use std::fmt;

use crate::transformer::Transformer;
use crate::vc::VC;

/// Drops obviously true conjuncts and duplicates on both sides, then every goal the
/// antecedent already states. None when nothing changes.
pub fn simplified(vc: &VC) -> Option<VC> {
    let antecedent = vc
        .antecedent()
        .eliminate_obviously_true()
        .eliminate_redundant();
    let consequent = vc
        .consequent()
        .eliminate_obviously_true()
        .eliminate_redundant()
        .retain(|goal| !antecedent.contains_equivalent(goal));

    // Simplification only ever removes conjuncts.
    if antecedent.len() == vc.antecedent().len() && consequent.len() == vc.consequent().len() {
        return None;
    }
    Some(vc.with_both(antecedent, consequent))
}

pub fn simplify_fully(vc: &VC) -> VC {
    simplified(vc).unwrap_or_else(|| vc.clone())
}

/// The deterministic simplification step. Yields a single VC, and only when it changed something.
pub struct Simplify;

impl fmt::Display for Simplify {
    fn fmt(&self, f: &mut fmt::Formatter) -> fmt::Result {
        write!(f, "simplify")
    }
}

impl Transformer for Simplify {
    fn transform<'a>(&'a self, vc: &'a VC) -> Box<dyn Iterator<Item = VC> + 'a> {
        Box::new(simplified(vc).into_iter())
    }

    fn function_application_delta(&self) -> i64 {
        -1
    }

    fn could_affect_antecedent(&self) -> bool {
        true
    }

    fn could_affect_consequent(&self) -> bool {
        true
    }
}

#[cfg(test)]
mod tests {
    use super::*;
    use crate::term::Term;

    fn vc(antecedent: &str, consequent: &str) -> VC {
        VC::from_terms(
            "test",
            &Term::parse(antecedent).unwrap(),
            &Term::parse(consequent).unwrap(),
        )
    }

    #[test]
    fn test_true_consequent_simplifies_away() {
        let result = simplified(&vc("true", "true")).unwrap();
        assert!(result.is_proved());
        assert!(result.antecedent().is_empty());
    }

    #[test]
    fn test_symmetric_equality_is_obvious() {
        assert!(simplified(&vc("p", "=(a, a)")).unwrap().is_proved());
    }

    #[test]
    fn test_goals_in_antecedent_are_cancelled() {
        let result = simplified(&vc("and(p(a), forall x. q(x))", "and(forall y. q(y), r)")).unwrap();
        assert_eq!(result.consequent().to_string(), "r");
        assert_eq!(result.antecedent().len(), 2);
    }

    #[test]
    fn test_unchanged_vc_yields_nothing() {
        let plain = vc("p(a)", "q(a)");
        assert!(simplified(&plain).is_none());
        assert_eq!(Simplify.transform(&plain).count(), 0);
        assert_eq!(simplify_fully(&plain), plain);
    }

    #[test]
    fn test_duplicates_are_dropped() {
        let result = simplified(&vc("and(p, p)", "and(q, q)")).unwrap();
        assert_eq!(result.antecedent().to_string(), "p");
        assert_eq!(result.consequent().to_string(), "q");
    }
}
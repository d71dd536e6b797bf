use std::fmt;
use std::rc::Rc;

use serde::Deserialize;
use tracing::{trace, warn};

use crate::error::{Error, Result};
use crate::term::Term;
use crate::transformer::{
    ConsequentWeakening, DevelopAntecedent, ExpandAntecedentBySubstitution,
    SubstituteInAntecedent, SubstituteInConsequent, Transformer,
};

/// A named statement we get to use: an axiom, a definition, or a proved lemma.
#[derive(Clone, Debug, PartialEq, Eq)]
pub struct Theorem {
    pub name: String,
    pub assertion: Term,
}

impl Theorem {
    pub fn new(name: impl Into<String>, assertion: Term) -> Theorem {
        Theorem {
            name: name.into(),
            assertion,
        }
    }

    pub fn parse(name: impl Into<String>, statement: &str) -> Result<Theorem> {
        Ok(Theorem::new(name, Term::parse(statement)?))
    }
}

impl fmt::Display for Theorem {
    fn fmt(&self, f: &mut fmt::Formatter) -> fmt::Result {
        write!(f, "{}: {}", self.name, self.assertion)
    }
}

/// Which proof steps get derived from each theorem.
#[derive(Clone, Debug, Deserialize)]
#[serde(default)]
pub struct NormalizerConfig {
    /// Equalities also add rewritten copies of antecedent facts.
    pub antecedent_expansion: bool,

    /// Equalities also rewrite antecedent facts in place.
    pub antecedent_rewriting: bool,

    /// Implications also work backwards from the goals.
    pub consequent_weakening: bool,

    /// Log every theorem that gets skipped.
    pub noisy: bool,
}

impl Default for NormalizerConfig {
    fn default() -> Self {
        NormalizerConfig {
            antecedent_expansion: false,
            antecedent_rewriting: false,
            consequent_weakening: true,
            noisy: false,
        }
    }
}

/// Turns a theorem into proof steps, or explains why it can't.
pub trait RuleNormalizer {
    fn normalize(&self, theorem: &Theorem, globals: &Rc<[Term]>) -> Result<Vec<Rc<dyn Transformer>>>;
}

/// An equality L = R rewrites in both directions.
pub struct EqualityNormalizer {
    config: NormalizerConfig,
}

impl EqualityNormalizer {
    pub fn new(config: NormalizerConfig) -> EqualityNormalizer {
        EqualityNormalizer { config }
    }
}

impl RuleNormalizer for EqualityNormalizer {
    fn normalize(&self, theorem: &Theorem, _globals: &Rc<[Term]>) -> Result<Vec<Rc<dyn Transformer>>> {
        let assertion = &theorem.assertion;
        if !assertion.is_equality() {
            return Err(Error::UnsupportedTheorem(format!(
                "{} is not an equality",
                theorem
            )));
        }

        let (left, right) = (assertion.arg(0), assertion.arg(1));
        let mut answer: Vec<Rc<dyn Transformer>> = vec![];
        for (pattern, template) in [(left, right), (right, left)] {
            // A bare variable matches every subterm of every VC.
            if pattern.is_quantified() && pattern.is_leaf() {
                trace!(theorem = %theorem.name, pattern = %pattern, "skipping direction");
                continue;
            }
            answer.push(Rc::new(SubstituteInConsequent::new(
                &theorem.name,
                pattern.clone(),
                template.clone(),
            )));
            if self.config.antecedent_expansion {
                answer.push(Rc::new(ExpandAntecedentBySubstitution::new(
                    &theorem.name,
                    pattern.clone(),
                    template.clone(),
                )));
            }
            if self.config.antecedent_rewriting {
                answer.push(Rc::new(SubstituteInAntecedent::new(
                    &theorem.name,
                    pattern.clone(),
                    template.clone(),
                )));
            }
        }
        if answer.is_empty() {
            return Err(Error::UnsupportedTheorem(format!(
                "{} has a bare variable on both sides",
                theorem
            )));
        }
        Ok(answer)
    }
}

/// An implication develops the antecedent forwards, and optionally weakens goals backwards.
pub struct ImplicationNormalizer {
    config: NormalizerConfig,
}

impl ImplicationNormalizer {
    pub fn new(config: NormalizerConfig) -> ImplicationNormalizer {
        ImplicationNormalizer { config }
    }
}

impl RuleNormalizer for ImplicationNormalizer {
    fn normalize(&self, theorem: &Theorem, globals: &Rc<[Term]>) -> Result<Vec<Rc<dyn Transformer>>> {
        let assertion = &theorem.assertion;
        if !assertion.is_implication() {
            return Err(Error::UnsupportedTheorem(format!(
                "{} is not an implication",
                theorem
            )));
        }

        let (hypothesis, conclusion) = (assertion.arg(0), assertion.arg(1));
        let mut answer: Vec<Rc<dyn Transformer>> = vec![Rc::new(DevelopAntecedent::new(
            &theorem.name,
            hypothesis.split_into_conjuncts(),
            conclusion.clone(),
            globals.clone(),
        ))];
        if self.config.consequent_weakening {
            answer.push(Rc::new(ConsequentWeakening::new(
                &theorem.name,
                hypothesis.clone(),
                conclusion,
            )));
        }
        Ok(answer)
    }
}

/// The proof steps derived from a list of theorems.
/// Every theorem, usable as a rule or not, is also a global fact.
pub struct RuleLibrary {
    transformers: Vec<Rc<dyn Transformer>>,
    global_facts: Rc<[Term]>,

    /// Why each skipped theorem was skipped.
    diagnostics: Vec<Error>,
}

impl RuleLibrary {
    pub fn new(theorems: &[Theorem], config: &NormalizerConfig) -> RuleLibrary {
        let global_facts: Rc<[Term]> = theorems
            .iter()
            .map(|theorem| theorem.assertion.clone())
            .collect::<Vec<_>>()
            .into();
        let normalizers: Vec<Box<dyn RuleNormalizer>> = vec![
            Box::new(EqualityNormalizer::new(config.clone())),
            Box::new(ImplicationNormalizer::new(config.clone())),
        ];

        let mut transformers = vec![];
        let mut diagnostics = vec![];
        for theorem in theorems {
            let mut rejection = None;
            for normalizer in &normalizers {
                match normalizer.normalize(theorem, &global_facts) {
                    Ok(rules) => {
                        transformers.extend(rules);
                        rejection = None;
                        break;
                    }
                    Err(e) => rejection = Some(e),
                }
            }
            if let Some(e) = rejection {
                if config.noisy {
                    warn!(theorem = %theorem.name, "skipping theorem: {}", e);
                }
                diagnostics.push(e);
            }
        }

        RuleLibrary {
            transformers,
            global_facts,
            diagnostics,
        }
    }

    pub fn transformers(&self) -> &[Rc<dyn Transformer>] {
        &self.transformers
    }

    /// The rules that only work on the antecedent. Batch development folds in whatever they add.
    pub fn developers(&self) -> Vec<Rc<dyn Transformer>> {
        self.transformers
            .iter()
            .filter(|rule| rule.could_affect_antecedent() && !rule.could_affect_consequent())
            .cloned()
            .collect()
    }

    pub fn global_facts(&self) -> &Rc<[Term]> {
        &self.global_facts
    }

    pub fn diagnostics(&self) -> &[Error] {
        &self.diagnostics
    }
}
....
* **TASK**
The reply should consist of one number: how many lines of the material contain the word "RuleNormalizer".

* **RESPONSE**
4